Some time while I wasn't paying attention, Google posted a neat new map gadget to the visualization gallery. It is called "Geomap", and it is the same map gadget used in the Google Analytics web portal. The documentation page is listed at the end of this article.
This gadget also shows up in iGoogle with the name: "Value Map". If you type that in the "search for gadgets" box, it should come up as the first entry (don't search for or use "Geomap" as this finds a non-Google gadget). The gadget renders using Flash, which means no iPhone/iPad support. But where that is not an issue, this gadget provides the best tool for area and point based data mashups. And that's what I'll be demonstrating in this article - both using the iGoogle Gadget and the Visualization API gadget.
Previously, the "Heat Map" was the only Google map gadget. It is image-based and therefore still has its role (eg, on thos iPads). But the Heat Map gadget could only do thematic (region) maps, and only understood a limited region repertoire. The Value Map supports more data regions and also more display view regions (around a hundred).
The data format section of the reference page shows that the gadget supports two formats. Format 1 takes Latitude/Longitude locations and is used in conjunction with setting the Data Display property to "Markers" (or dataMode="markers" in the visualization API). Format 2 takes a region name or code (ISO-3166-2 or MSA) and is used in conjunction with setting the Data Display property to "Regions" (or dataMode="regions" in the visualization API).
The Google Analytics data feed can return metrics segmented either by lat/long or by region, and ShufflePoint queries can be constructed to create the appropriate JSON results. For example, this query:
SELECT METRICS ga:pageviews ON COLUMNS DIMENSIONS ga:latitude, ga:longitude ON ROWS TOP 200 BY ga:pageviews DESC FROM default WHERE TIMEFRAME default
will return data in Data Format 1.
Marker map in iGoogle
To get these results into an iGoogle map, you would do the following:
- login to ShufflePoint and launch the Query Tool
- paste the query into the "Query" tab and click "Get results"
- change to the "Feeds" tab, select "Google Gadgets (JSON)" in the drop-down, and click "Generate"
- click "Copy" to copy the feed url into your clipboard
Now on iGoogle, add the "Value Map" gadget, put the cursor into the required "Data source url" field, and paste from the clipboard.
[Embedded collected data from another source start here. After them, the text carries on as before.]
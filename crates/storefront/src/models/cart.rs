//! Cart line items.

use serde::{Deserialize, Serialize};

/// One line of the local cart.
#[derive(Debug, Clone, PartialEq, Eq, Serialize, Deserialize)]
pub struct CartItem {
    /// Opaque ID of the selected product variant.
    pub variant_id: String,
    /// Number of units.
    pub quantity: u32,
}

impl CartItem {
    #[must_use]
    pub fn new(variant_id: impl Into<String>, quantity: u32) -> Self {
        Self {
            variant_id: variant_id.into(),
            quantity,
        }
    }
}
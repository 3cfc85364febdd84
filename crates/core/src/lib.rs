//! Storefront Buy Core - Shared types library.
//!
//! This crate provides the leaf types used by the `storefront-buy` query
//! builders:
//! - opaque GraphQL identifiers with typed wrappers per resource
//! - the permissive `TransactionStatus` enum
//! - money and email value types
//!
//! # Architecture
//!
//! The core crate contains only types - no I/O, no query construction,
//! no HTTP clients. This keeps it lightweight and allows it to be used anywhere.
//!
//! # Modules
//!
//! - [`types`] - Newtype wrappers for identifiers, prices, emails, and statuses

#![cfg_attr(not(test), forbid(unsafe_code))]

pub mod types;

pub use types::*;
Give it a title, set the Map to "World" and the Data Display to "Markers" and click "Save". After a few moments, you should see the world map with markers representing pageviews in the top 200 locations.
In Marker mode, the circular marks have both their size and color controlled by the corresponding value - in this case pageviews.
Region map in iGoogle
The region map iGoogle example uses a query which selects the dimension sp:countryCode instead of latitude and longitude. Generate the data feed URL in the Query Tool as before. In the iGoogle settings, specify "Regions" for the Data Display. An example of the resulting display is shown below.
Marker map in web page
SELECT METRICS ga:pageviews ON COLUMNS DIMENSIONS ga:latitude, ga:longitude, ga:region, ga:city ON ROWS TOP 200 BY ga:pageviews DESC FROM default WHERE TIMEFRAME default
- add new column
- iterate rows and create a derived value to put in new column
- remove original columns
The live sample can be seen here.
Region map in web page
To the complete the series, I created a region map using the visualization API. Much the same code as in the marker example but as in the iGoogle example, the query now selects sp:regionCode rather than latitude and longitude.
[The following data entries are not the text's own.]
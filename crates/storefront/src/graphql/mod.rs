//! Typed GraphQL selection trees.
//!
//! Operations are assembled as `graphql-parser` query ASTs rather than
//! strings. The builder types here ([`Field`], [`InlineFragment`],
//! [`Fragment`], [`SelectionSet`]) wrap the AST nodes and remember which
//! named fragments a tree spreads, so an [`Operation`] can append each
//! fragment definition exactly once. Everything is immutable once built and
//! can be inspected node by node through [`SelectionLookup`], which is what
//! the builder tests rely on.
//!
//! Printing is left to `graphql-parser`: [`Operation::document`] formats the
//! assembled [`query::Document`] with the crate's default style.
//!
//! ```
//! use storefront_buy::graphql::{Field, Operation, Selectable, SelectionSet};
//!
//! let op = Operation::query(
//!     SelectionSet::new().select(Field::new("shop").field("name")),
//! );
//! assert_eq!(op.document(), "query {\n  shop {\n    name\n  }\n}\n");
//! ```

mod document;
mod lookup;
mod selection;
mod value;

pub use graphql_parser::query;

pub use document::{Operation, OperationKind};
pub use lookup::{ArgumentLookup, SelectionLookup, ValueLookup};
pub use selection::{Field, Fragment, InlineFragment, Selectable, SelectionSet};
pub use value::{IntoInputValue, from_json, to_input_value};

/// Argument value node.
pub type InputValue = query::Value<'static, String>;

/// Field node of an assembled tree.
pub type FieldNode = query::Field<'static, String>;

/// Selection set node.
pub type SelectionSetNode = query::SelectionSet<'static, String>;

/// Inline fragment node.
pub type InlineFragmentNode = query::InlineFragment<'static, String>;

/// Fragment definition node.
pub type FragmentNode = query::FragmentDefinition<'static, String>;

/// A complete document: one operation followed by its fragments.
pub type Document = query::Document<'static, String>;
I noticed in reviewing the reference page that the geomap visualization gadget supports user interaction. You can register a region click handler. The handler gets an even which includes a region property so you can take some action based upon what region was clicked. In my sample, I take the action of "zooming in" on the selected region by running a new query specific to that region and refreshing the display with the returned result table. I only implemented US clicks in my sample. This gadget also supports the display of a "zoom out" button. I set showZoomOut to "true" and registered a handler which reruns the original world-level query.
The live sample can be seen here.
I am glad that a customer recently asked me what we can do with maps. It resulted in my going to have a look at the current Google gadget offerings, and I am pleased that the new stuff is fairly powerful and yet still easy to use. There are some additional map settings I didn't have time to try, such as setting the color scale for the data display. I expect that Google will over time add additional capabilities and settings to the map gadget. On my wish list would be the ability to present pie charts instead of single-value markers.